Work instructions:
Please repeat exactly the lines below from the one containing "of its objects" down to the one containing "pub fn orb_transform(t: f32, base: Vec3)", both included, and nothing else.

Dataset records
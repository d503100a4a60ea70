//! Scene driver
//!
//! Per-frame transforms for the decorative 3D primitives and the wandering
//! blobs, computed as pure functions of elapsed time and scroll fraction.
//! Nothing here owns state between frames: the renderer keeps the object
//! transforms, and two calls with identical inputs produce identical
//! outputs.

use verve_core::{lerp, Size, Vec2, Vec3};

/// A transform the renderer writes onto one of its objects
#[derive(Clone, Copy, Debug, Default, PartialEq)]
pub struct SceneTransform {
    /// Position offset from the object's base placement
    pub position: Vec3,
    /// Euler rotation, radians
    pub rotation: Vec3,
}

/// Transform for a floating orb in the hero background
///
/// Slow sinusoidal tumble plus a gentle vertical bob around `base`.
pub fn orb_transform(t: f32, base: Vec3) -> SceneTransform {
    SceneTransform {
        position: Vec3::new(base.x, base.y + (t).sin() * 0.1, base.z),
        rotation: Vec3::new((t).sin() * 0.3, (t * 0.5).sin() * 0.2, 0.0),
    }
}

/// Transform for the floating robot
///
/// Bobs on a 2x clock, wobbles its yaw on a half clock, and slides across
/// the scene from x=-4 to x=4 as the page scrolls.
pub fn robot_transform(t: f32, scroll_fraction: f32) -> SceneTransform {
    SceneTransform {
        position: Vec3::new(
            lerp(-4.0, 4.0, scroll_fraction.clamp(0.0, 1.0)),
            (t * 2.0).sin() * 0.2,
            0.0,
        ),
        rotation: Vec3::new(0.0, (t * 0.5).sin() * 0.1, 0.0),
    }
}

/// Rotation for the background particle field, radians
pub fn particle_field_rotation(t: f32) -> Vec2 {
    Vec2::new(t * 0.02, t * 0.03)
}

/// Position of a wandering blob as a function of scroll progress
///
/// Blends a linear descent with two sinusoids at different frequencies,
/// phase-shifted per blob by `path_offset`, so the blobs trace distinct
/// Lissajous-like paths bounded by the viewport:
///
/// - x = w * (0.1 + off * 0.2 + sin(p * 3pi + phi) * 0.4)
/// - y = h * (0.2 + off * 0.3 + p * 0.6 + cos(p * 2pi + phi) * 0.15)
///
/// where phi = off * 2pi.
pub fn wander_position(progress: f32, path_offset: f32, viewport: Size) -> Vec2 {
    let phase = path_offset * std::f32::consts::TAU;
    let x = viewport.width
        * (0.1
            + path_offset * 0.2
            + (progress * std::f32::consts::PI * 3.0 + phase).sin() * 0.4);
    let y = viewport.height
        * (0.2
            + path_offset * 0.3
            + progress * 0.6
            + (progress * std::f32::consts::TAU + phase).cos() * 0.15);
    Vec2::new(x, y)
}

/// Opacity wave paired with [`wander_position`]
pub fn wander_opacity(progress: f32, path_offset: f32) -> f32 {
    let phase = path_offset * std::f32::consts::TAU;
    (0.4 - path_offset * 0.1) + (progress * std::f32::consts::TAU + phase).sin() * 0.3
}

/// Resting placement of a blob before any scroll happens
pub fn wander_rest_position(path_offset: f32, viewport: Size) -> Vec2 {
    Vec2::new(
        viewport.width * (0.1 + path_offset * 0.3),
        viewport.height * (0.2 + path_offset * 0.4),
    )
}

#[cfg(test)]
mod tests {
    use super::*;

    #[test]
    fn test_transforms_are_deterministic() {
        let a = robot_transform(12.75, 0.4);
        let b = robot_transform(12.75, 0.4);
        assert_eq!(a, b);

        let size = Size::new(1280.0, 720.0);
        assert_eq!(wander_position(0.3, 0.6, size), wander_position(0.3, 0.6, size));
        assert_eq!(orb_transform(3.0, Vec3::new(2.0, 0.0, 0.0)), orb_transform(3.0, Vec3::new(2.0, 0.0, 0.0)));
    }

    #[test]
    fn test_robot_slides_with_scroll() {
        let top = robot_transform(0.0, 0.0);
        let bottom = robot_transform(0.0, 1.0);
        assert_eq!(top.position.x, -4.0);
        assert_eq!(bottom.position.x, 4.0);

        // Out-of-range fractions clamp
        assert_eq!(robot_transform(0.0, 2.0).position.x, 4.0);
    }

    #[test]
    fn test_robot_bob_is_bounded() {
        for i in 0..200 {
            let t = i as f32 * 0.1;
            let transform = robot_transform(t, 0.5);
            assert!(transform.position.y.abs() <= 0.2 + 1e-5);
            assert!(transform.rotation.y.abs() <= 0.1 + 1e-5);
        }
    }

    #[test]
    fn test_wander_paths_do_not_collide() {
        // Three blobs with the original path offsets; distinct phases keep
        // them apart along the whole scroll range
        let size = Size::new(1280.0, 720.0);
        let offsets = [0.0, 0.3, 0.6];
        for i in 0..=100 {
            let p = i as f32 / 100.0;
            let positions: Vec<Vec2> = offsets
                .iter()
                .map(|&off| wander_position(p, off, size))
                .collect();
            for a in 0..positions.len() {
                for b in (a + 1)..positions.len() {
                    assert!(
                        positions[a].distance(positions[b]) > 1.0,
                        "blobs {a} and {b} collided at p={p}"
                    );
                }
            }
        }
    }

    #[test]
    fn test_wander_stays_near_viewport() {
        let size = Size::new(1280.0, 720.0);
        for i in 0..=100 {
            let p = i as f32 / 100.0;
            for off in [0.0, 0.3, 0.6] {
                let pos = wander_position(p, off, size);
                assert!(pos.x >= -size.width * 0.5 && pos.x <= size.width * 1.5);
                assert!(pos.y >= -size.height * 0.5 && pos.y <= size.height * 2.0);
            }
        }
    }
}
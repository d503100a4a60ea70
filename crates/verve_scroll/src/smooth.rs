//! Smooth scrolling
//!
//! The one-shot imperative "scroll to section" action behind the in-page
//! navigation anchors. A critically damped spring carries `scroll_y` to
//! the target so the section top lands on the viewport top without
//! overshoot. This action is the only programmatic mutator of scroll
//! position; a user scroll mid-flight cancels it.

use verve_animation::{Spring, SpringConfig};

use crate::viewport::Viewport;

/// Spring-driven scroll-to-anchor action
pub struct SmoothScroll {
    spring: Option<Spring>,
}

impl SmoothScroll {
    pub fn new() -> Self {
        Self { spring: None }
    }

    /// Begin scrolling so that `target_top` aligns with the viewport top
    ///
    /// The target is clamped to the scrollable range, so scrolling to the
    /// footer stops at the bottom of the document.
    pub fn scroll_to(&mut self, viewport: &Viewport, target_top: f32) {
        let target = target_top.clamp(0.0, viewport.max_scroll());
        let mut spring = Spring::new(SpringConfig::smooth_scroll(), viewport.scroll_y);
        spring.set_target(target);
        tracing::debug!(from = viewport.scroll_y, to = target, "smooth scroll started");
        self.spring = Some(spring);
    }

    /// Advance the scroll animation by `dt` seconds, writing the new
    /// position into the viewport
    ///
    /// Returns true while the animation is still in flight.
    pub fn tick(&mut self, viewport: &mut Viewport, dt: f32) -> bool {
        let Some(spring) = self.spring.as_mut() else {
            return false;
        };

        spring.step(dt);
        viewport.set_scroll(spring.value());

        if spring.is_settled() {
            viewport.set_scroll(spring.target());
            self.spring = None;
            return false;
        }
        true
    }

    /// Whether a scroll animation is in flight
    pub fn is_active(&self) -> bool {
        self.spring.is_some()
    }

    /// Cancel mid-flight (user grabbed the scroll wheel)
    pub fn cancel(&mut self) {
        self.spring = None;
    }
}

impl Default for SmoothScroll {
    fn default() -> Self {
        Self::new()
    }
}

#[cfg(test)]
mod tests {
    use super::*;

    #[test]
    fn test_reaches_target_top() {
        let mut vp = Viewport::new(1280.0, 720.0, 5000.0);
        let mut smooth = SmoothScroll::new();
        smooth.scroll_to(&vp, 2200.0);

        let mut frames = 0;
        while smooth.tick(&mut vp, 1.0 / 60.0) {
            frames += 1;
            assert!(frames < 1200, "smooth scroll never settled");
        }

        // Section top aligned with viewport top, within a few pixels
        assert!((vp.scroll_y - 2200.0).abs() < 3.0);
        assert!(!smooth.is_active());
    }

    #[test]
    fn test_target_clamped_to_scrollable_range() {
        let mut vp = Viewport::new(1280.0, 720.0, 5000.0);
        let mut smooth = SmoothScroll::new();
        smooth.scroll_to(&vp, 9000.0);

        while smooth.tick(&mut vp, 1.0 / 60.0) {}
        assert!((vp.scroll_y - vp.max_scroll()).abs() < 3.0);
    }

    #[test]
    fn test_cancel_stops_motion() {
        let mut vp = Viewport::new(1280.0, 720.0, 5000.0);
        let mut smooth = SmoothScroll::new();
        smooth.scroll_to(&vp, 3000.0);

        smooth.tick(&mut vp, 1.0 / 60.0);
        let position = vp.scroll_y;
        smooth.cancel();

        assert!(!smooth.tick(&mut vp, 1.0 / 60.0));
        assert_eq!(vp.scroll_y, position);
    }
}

Answer for this exercise:
/// A transform the renderer writes onto one of its objects
#[derive(Clone, Copy, Debug, Default, PartialEq)]
pub struct SceneTransform {
    /// Position offset from the object's base placement
    pub position: Vec3,
    /// Euler rotation, radians
    pub rotation: Vec3,
}

/// Transform for a floating orb in the hero background
///
/// Slow sinusoidal tumble plus a gentle vertical bob around `base`.
pub fn orb_transform(t: f32, base: Vec3) -> SceneTransform {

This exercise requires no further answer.